Just you wait until… You have to worry about this little baby every night and every day…

(I’ve worried about five babies every and night and every day… I’ve kept myself up crying, worrying that my child was going to die. Worried that my body would decide to terminate them. I’ve lost countless nights of sleep already after I already lost baby #1… then #2… then #3… and #4. I had to be medicated because I couldn’t take the loss and the stress and because I couldn’t sleep for nights on end. I’ve worried. It will be nice to worry less once the baby is out of my body. Trust me.)

Just you wait… You don’t know love until you see your baby for the first time. You will melt.

(Unfortunately, I don’t think this is true. I loved before this baby… I loved hard. And having a physical baby doesn’t make the love stronger. She’s not any more loved than the babies I’ve lost.)

Just you wait… This baby is going to really alter your body…

(This comment was made after I mentioned my lower back was hurting around week 20. Keep in mind, I was working 10-11 hour days on my feet with minimal breaks. I responded with, “This baby has already altered my body. I’ve had four losses, D&C’s, two surgeries, hundreds of blood thinning injections, hundreds of blood draws, suppositories and pills. Consider it already altered.)

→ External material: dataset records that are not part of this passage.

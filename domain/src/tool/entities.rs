//! Tool domain entities

use serde::{Deserialize, Serialize};
use serde_json::Value;
use std::collections::{BTreeMap, HashMap};

/// Definition of a tool the model may request
#[derive(Debug, Clone, Serialize, Deserialize)]
pub struct ToolDefinition {
    /// Unique name of the tool (e.g., "search_jobs")
    pub name: String,
    /// Natural-language description sent to the model to aid selection
    pub description: String,
    /// Parameter specifications
    pub parameters: Vec<ToolParameter>,
}

/// Parameter specification for a tool
#[derive(Debug, Clone, Serialize, Deserialize)]
pub struct ToolParameter {
    /// Parameter name
    pub name: String,
    /// Parameter description
    pub description: String,
    /// Whether this parameter is required
    pub required: bool,
    /// Parameter type ("string", "integer", "number", "boolean")
    pub param_type: String,
}

impl ToolDefinition {
    pub fn new(name: impl Into<String>, description: impl Into<String>) -> Self {
        Self {
            name: name.into(),
            description: description.into(),
            parameters: Vec::new(),
        }
    }

    pub fn with_parameter(mut self, param: ToolParameter) -> Self {
        self.parameters.push(param);
        self
    }
}

impl ToolParameter {
    pub fn new(name: impl Into<String>, description: impl Into<String>, required: bool) -> Self {
        Self {
            name: name.into(),
            description: description.into(),
            required,
            param_type: "string".to_string(),
        }
    }

    pub fn with_type(mut self, param_type: impl Into<String>) -> Self {
        self.param_type = param_type.into();
        self
    }
}

/// The catalog of available tools.
///
/// Assembled once during startup via the consuming [`register`](Self::register)
/// builder and immutable afterwards, so the catalog advertised to the model
/// never drifts mid-conversation.
#[derive(Debug, Clone, Default)]
pub struct ToolSpec {
    tools: HashMap<String, ToolDefinition>,
}

impl ToolSpec {
    pub fn new() -> Self {
        Self {
            tools: HashMap::new(),
        }
    }

    /// Register a tool (builder pattern).
    ///
    /// # Panics
    ///
    /// Panics if a tool with the same name is already registered. A
    /// duplicate name is a wiring mistake that must abort startup, not a
    /// runtime condition.
    pub fn register(mut self, tool: ToolDefinition) -> Self {
        assert!(
            !self.tools.contains_key(&tool.name),
            "duplicate tool registration: {}",
            tool.name
        );
        self.tools.insert(tool.name.clone(), tool);
        self
    }

    pub fn get(&self, name: &str) -> Option<&ToolDefinition> {
        self.tools.get(name)
    }

    pub fn all(&self) -> impl Iterator<Item = &ToolDefinition> {
        self.tools.values()
    }

    pub fn names(&self) -> impl Iterator<Item = &str> {
        self.tools.keys().map(|s| s.as_str())
    }

    pub fn len(&self) -> usize {
        self.tools.len()
    }

    pub fn is_empty(&self) -> bool {
        self.tools.is_empty()
    }
}

/// A model-requested invocation of a tool.
///
/// `call_id` is opaque and model-assigned, unique within a transcript;
/// `arguments` stay untyped JSON until validated against the tool's schema.
#[derive(Debug, Clone, Serialize, Deserialize)]
pub struct ToolCall {
    /// Model-assigned correlation id
    pub call_id: String,
    /// Name of the tool to call
    pub tool_name: String,
    /// Arguments passed to the tool
    pub arguments: BTreeMap<String, Value>,
}

impl ToolCall {
    pub fn new(call_id: impl Into<String>, tool_name: impl Into<String>) -> Self {
        Self {
            call_id: call_id.into(),
            tool_name: tool_name.into(),
            arguments: BTreeMap::new(),
        }
    }

    pub fn with_arguments(
        call_id: impl Into<String>,
        tool_name: impl Into<String>,
        arguments: BTreeMap<String, Value>,
    ) -> Self {
        Self {
            call_id: call_id.into(),
            tool_name: tool_name.into(),
            arguments,
        }
    }

    pub fn with_arg(mut self, key: impl Into<String>, value: impl Into<Value>) -> Self {
        self.arguments.insert(key.into(), value.into());
        self
    }

    /// Get a string argument
    pub fn get_string(&self, key: &str) -> Option<&str> {
        self.arguments.get(key).and_then(|v| v.as_str())
    }

    /// Get an optional i64 argument
    pub fn get_i64(&self, key: &str) -> Option<i64> {
        self.arguments.get(key).and_then(|v| v.as_i64())
    }

    /// Get an optional bool argument
    pub fn get_bool(&self, key: &str) -> Option<bool> {
        self.arguments.get(key).and_then(|v| v.as_bool())
    }
}

#[cfg(test)]
mod tests {
    use super::*;

    #[test]
    fn test_tool_definition() {
        let tool = ToolDefinition::new("get_job", "Fetch one job posting by id").with_parameter(
            ToolParameter::new("job_id", "Job id to fetch", true).with_type("integer"),
        );

        assert_eq!(tool.name, "get_job");
        assert_eq!(tool.parameters.len(), 1);
        assert_eq!(tool.parameters[0].param_type, "integer");
    }

    #[test]
    fn test_tool_spec() {
        let spec = ToolSpec::new()
            .register(ToolDefinition::new("search_jobs", "Search job postings"))
            .register(ToolDefinition::new("get_job", "Fetch one job posting"));

        assert_eq!(spec.len(), 2);
        assert!(spec.get("search_jobs").is_some());
        assert!(spec.get("unknown").is_none());
    }

    #[test]
    #[should_panic(expected = "duplicate tool registration: search_jobs")]
    fn test_duplicate_registration_is_fatal() {
        let _ = ToolSpec::new()
            .register(ToolDefinition::new("search_jobs", "Search job postings"))
            .register(ToolDefinition::new("search_jobs", "Shadowing copy"));
    }

    #[test]
    fn test_tool_call_accessors() {
        let call = ToolCall::new("call_1", "search_jobs")
            .with_arg("level", "senior")
            .with_arg("limit", 10);

        assert_eq!(call.call_id, "call_1");
        assert_eq!(call.get_string("level"), Some("senior"));
        assert_eq!(call.get_i64("limit"), Some(10));
        assert_eq!(call.get_string("missing"), None);
    }
}
//! Port for structured conversation logging.
//!
//! Defines the [`ConversationLogger`] trait for recording exchange events
//! (model responses, tool calls, failures) to a structured log.
//!
//! This is separate from `tracing`-based operation logs: tracing handles
//! human-readable diagnostic messages, while this port captures the
//! exchange in a machine-readable format (JSONL).

use serde_json::Value;

/// A structured conversation event for logging.
pub struct ConversationEvent {
    /// Event type identifier (e.g., "model_response", "tool_call").
    pub event_type: &'static str,
    /// JSON payload with event-specific data.
    pub payload: Value,
}

impl ConversationEvent {
    pub fn new(event_type: &'static str, payload: Value) -> Self {
        Self {
            event_type,
            payload,
        }
    }
}

/// Port for logging conversation events to a structured log.
///
/// Implementations write each event as a single record (e.g., one JSONL
/// line). The `log` method is intentionally synchronous and non-fallible —
/// logging failures must not disrupt the exchange.
pub trait ConversationLogger: Send + Sync {
    /// Record a conversation event.
    fn log(&self, event: ConversationEvent);
}

/// No-op implementation for tests and when logging is disabled.
pub struct NoConversationLogger;

impl ConversationLogger for NoConversationLogger {
    fn log(&self, _event: ConversationEvent) {}
}
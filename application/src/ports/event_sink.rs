//! Streaming transport port
//!
//! Defines the interface through which the orchestrator hands events to the
//! caller-facing transport: an ordered, append-only, one-directional channel
//! held open for the duration of one request.

use async_trait::async_trait;
use jobchat_domain::ChatEvent;
use thiserror::Error;

/// Errors raised by the transport while writing an event.
///
/// Any transport error aborts the request: the orchestrator stops issuing
/// model calls and tool dispatches, and emits nothing further.
#[derive(Error, Debug)]
pub enum TransportError {
    /// The caller disconnected; the channel is gone.
    #[error("Transport closed")]
    Closed,

    /// The write itself failed.
    #[error("Transport write failed: {0}")]
    WriteFailed(String),
}

/// Ordered event sink towards the caller.
///
/// Implementations must deliver events in the exact order emitted, one
/// discrete, independently-parseable unit per event, without batching
/// across event boundaries.
#[async_trait]
pub trait ChatEventSink: Send + Sync {
    async fn emit(&self, event: &ChatEvent) -> Result<(), TransportError>;
}

/// Sink that discards every event. Used for buffered-mode exchanges where
/// no caller is listening incrementally.
pub struct NullSink;

#[async_trait]
impl ChatEventSink for NullSink {
    async fn emit(&self, _event: &ChatEvent) -> Result<(), TransportError> {
        Ok(())
    }
}
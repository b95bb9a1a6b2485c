//! Job-board tool executor — the concrete implementation of `ToolExecutorPort`.
//!
//! Dispatch pipeline for one call:
//!
//! ```text
//! lookup name ──miss──▶ NOT_FOUND failure
//!    │
//! validate args ──miss/typo──▶ INVALID_ARGUMENT failure (handler not invoked)
//!    │
//! run handler under a timeout ──late──▶ TIMEOUT failure
//!    │
//! ToolResult (success or handler-reported failure)
//! ```
//!
//! Every path resolves to a `ToolResult`; a broken or hung tool degrades to
//! a failure the model can react to and never stalls the whole turn past
//! its time budget.

use async_trait::async_trait;
use jobchat_application::{JobStorePort, ToolExecutorPort};
use jobchat_domain::{DefaultToolValidator, ToolCall, ToolError, ToolResult, ToolSpec, ToolValidator};
use std::sync::Arc;
use std::time::Duration;
use tracing::debug;

use super::{GET_JOB, LIST_COMPANIES, SEARCH_JOBS, jobs};

/// Executor that routes the closed job-board tool set over the store port.
pub struct JobBoardToolExecutor {
    tool_spec: ToolSpec,
    store: Arc<dyn JobStorePort>,
    tool_timeout: Duration,
}

impl JobBoardToolExecutor {
    /// Create an executor with the full catalog.
    pub fn new(store: Arc<dyn JobStorePort>) -> Self {
        Self {
            tool_spec: super::default_tool_spec(),
            store,
            tool_timeout: Duration::from_secs(30),
        }
    }

    /// Override the per-call time budget.
    pub fn with_timeout(mut self, timeout: Duration) -> Self {
        self.tool_timeout = timeout;
        self
    }

    async fn dispatch(&self, call: &ToolCall) -> ToolResult {
        match call.tool_name.as_str() {
            SEARCH_JOBS => jobs::execute_search_jobs(self.store.as_ref(), call).await,
            GET_JOB => jobs::execute_get_job(self.store.as_ref(), call).await,
            LIST_COMPANIES => jobs::execute_list_companies(self.store.as_ref(), call).await,
            // Registered names and dispatch arms are kept in lockstep in
            // this module; a miss here means a wiring bug, surfaced as data.
            other => ToolResult::failure(
                &call.call_id,
                &call.tool_name,
                ToolError::execution_failed(format!("Tool '{}' is not implemented", other)),
            ),
        }
    }
}

#[async_trait]
impl ToolExecutorPort for JobBoardToolExecutor {
    fn tool_spec(&self) -> &ToolSpec {
        &self.tool_spec
    }

    async fn execute(&self, call: &ToolCall) -> ToolResult {
        // Unknown tool is a recoverable outcome the model can react to
        let definition = match self.tool_spec.get(&call.tool_name) {
            Some(d) => d,
            None => {
                return ToolResult::failure(
                    &call.call_id,
                    &call.tool_name,
                    ToolError::not_found(format!("Unknown tool: {}", call.tool_name)),
                );
            }
        };

        // Validate before touching the handler
        let validator = DefaultToolValidator;
        if let Err(e) = validator.validate(call, definition) {
            return ToolResult::failure(
                &call.call_id,
                &call.tool_name,
                ToolError::invalid_argument(e),
            );
        }

        debug!(tool = %call.tool_name, call_id = %call.call_id, "Dispatching tool call");
        match tokio::time::timeout(self.tool_timeout, self.dispatch(call)).await {
            Ok(result) => result,
            Err(_) => ToolResult::failure(
                &call.call_id,
                &call.tool_name,
                ToolError::timeout(call.tool_name.clone()),
            ),
        }
    }
}

#[cfg(test)]
mod tests {
    use super::*;
    use crate::store::InMemoryJobStore;
    use jobchat_application::StoreError;
    use jobchat_domain::{Company, Job, JobFilters, JobPage};
    use std::sync::atomic::{AtomicUsize, Ordering};

    /// Store wrapper that counts how often handlers actually reach it.
    struct CountingStore {
        inner: InMemoryJobStore,
        calls: AtomicUsize,
    }

    impl CountingStore {
        fn new() -> Self {
            Self {
                inner: InMemoryJobStore::seeded(),
                calls: AtomicUsize::new(0),
            }
        }
    }

    #[async_trait]
    impl JobStorePort for CountingStore {
        async fn get_job(&self, job_id: i64) -> Result<Option<Job>, StoreError> {
            self.calls.fetch_add(1, Ordering::SeqCst);
            self.inner.get_job(job_id).await
        }

        async fn search_jobs(&self, filters: &JobFilters) -> Result<JobPage, StoreError> {
            self.calls.fetch_add(1, Ordering::SeqCst);
            self.inner.search_jobs(filters).await
        }

        async fn list_companies(&self) -> Result<Vec<Company>, StoreError> {
            self.calls.fetch_add(1, Ordering::SeqCst);
            self.inner.list_companies().await
        }
    }

    /// Store whose queries always fail.
    struct BrokenStore;

    #[async_trait]
    impl JobStorePort for BrokenStore {
        async fn get_job(&self, _job_id: i64) -> Result<Option<Job>, StoreError> {
            Err(StoreError::QueryFailed("db connection lost".to_string()))
        }

        async fn search_jobs(&self, _filters: &JobFilters) -> Result<JobPage, StoreError> {
            Err(StoreError::QueryFailed("db connection lost".to_string()))
        }

        async fn list_companies(&self) -> Result<Vec<Company>, StoreError> {
            Err(StoreError::QueryFailed("db connection lost".to_string()))
        }
    }

    /// Store whose queries never resolve.
    struct HangingStore;

    #[async_trait]
    impl JobStorePort for HangingStore {
        async fn get_job(&self, _job_id: i64) -> Result<Option<Job>, StoreError> {
            std::future::pending().await
        }

        async fn search_jobs(&self, _filters: &JobFilters) -> Result<JobPage, StoreError> {
            std::future::pending().await
        }

        async fn list_companies(&self) -> Result<Vec<Company>, StoreError> {
            std::future::pending().await
        }
    }

    fn executor() -> JobBoardToolExecutor {
        JobBoardToolExecutor::new(Arc::new(InMemoryJobStore::seeded()))
    }

    #[tokio::test]
    async fn unknown_tool_is_a_failure_result() {
        let call = ToolCall::new("c1", "frobnicate");
        let result = executor().execute(&call).await;

        assert!(!result.is_success());
        assert_eq!(result.error().unwrap().code, "NOT_FOUND");
        assert_eq!(
            result.payload(),
            serde_json::json!({ "error": "Unknown tool: frobnicate" })
        );
    }

    #[tokio::test]
    async fn missing_required_field_never_reaches_the_handler() {
        let store = Arc::new(CountingStore::new());
        let executor = JobBoardToolExecutor::new(store.clone());

        let call = ToolCall::new("c1", "get_job");
        let result = executor.execute(&call).await;

        assert!(!result.is_success());
        assert_eq!(result.error().unwrap().code, "INVALID_ARGUMENT");
        assert_eq!(result.error().unwrap().message, "Missing field: job_id");
        assert_eq!(store.calls.load(Ordering::SeqCst), 0);
    }

    #[tokio::test]
    async fn wrong_type_never_reaches_the_handler() {
        let store = Arc::new(CountingStore::new());
        let executor = JobBoardToolExecutor::new(store.clone());

        let call = ToolCall::new("c1", "get_job").with_arg("job_id", "seven");
        let result = executor.execute(&call).await;

        assert!(!result.is_success());
        assert!(result.error().unwrap().message.contains("job_id"));
        assert_eq!(store.calls.load(Ordering::SeqCst), 0);
    }

    #[tokio::test]
    async fn valid_search_executes() {
        let call = ToolCall::new("c1", "search_jobs")
            .with_arg("level", "senior")
            .with_arg("location", "Remote");
        let result = executor().execute(&call).await;

        assert!(result.is_success());
        assert_eq!(result.payload()["count"], 2);
    }

    #[tokio::test]
    async fn handler_failure_preserves_its_message() {
        let executor = JobBoardToolExecutor::new(Arc::new(BrokenStore));

        let call = ToolCall::new("c1", "search_jobs");
        let result = executor.execute(&call).await;

        assert!(!result.is_success());
        assert_eq!(result.error().unwrap().code, "EXECUTION_FAILED");
        assert!(
            result
                .error()
                .unwrap()
                .message
                .contains("db connection lost")
        );
    }

    #[tokio::test]
    async fn hung_handler_degrades_to_timeout_failure() {
        let executor = JobBoardToolExecutor::new(Arc::new(HangingStore))
            .with_timeout(Duration::from_millis(20));

        let call = ToolCall::new("c1", "list_companies");
        let result = executor.execute(&call).await;

        assert!(!result.is_success());
        assert_eq!(result.error().unwrap().code, "TIMEOUT");
    }

    #[tokio::test]
    async fn batch_preserves_request_order() {
        let executor = executor();
        let calls = vec![
            ToolCall::new("c1", "search_jobs").with_arg("level", "senior"),
            ToolCall::new("c2", "get_job").with_arg("job_id", 1),
            ToolCall::new("c3", "list_companies"),
        ];

        let results = executor.execute_batch(&calls).await;
        let ids: Vec<&str> = results.iter().map(|r| r.call_id.as_str()).collect();
        assert_eq!(ids, vec!["c1", "c2", "c3"]);
    }
}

By every account, she’s perfect. Right now she’s laying in her swing looking at me while she listens to crickets chirping and frogs croaking. And she’s perfect. She was 10 lbs and 12 ozs when she was born. Ten fingers, ten toes. She is a spitting image of me. Her nose, her chin, her lips… They’re all mine. She even has my double sneeze. And I look at her and think there would have been other babies who would have looked like her, like me. I see this perfect baby and mourn for the ones who didn’t make it.

If you’ve had losses and you’re still struggling to get pregnant, I know it might sound like I’m being ungrateful and not appreciating what I have. Please don’t mistake this post for that. This is crazy surreal. I never saw myself here. I had resounded myself to the fact that my husband and I would be alone. We would have the money and ability to travel at will. Do whatever we wanted. I had given up hope and saw a childless future. And now, everything is completely different. I never saw our life past this pregnancy. I was literally taking it day by day. I saw her birthday as an “end” date and not a “start” date. I never saw the future past my due date. And now that the due date has come and gone and she’s here… It’s hard for me to wrap my head around.

As the days go by, I’m figuring out our new normal. I’m not my husband’s only “lady” and there is someone else to think about before I think about myself. She’s wonderfully perfect and such a great baby; I’m truly lucky. At night when we’re alone, I sing to her. I look at her and she looks at me with these big eyes and we stare at each other in awe. She still doesn’t seem real. I’m waiting for the moment when I look at her and know that this was all worth it. That every tear and feeling of hope and loss was “worth it”… whatever that means.

Liliana was born on September 18th at 2:29 PM via C-Section. I present her to you with trepidation and amazement. I think she’s beautiful and perfect and I can’t wait to “believe” that she’s mine. Right now I keep waiting for her real parents to show up and take her.